■ Task details
All lines holding the string "ConversionReport" should be copied from the data below.
━━ Data to examine ━━
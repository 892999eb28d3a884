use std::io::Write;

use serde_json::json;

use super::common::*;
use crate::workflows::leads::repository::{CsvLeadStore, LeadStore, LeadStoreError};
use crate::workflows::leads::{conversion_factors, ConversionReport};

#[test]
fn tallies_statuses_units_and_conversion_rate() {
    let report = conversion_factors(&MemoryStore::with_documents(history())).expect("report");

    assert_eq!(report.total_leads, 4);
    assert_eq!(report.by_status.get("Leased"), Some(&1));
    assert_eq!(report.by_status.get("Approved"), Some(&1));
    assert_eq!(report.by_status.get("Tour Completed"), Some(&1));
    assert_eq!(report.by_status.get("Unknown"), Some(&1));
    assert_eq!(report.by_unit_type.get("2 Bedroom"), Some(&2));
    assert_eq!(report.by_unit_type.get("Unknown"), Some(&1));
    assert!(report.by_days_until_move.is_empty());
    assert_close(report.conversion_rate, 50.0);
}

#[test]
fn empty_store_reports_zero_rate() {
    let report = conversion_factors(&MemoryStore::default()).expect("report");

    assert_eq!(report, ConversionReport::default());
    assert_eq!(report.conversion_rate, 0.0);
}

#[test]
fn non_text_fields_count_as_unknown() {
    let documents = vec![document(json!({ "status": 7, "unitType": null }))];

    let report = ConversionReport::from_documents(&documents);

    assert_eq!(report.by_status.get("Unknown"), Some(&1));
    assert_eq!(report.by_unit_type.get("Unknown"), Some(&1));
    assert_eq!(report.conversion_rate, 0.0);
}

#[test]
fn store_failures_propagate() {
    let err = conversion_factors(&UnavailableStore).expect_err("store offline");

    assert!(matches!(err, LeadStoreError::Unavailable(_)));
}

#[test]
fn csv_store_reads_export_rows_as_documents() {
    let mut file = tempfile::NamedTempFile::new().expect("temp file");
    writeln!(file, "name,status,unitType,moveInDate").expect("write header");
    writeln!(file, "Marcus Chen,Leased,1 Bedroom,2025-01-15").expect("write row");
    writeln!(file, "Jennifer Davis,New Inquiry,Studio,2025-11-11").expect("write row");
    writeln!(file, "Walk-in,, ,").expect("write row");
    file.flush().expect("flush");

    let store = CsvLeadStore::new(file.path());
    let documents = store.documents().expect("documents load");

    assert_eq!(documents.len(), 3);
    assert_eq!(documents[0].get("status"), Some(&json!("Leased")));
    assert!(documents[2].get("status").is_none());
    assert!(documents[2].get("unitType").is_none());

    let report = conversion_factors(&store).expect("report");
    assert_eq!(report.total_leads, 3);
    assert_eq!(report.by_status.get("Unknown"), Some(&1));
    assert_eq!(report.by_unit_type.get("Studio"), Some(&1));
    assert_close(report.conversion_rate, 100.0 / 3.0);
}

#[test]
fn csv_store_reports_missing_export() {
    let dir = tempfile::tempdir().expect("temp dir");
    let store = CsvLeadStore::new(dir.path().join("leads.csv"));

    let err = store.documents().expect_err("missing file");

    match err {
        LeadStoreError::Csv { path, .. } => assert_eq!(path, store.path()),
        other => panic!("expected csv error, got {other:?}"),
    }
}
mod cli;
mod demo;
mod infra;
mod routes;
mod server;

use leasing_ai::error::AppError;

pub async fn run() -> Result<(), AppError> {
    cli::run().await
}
━━━
■ Completed exercise
use crate::workflows::leads::{conversion_factors, ConversionReport};
    assert_eq!(report, ConversionReport::default());
    let report = ConversionReport::from_documents(&documents);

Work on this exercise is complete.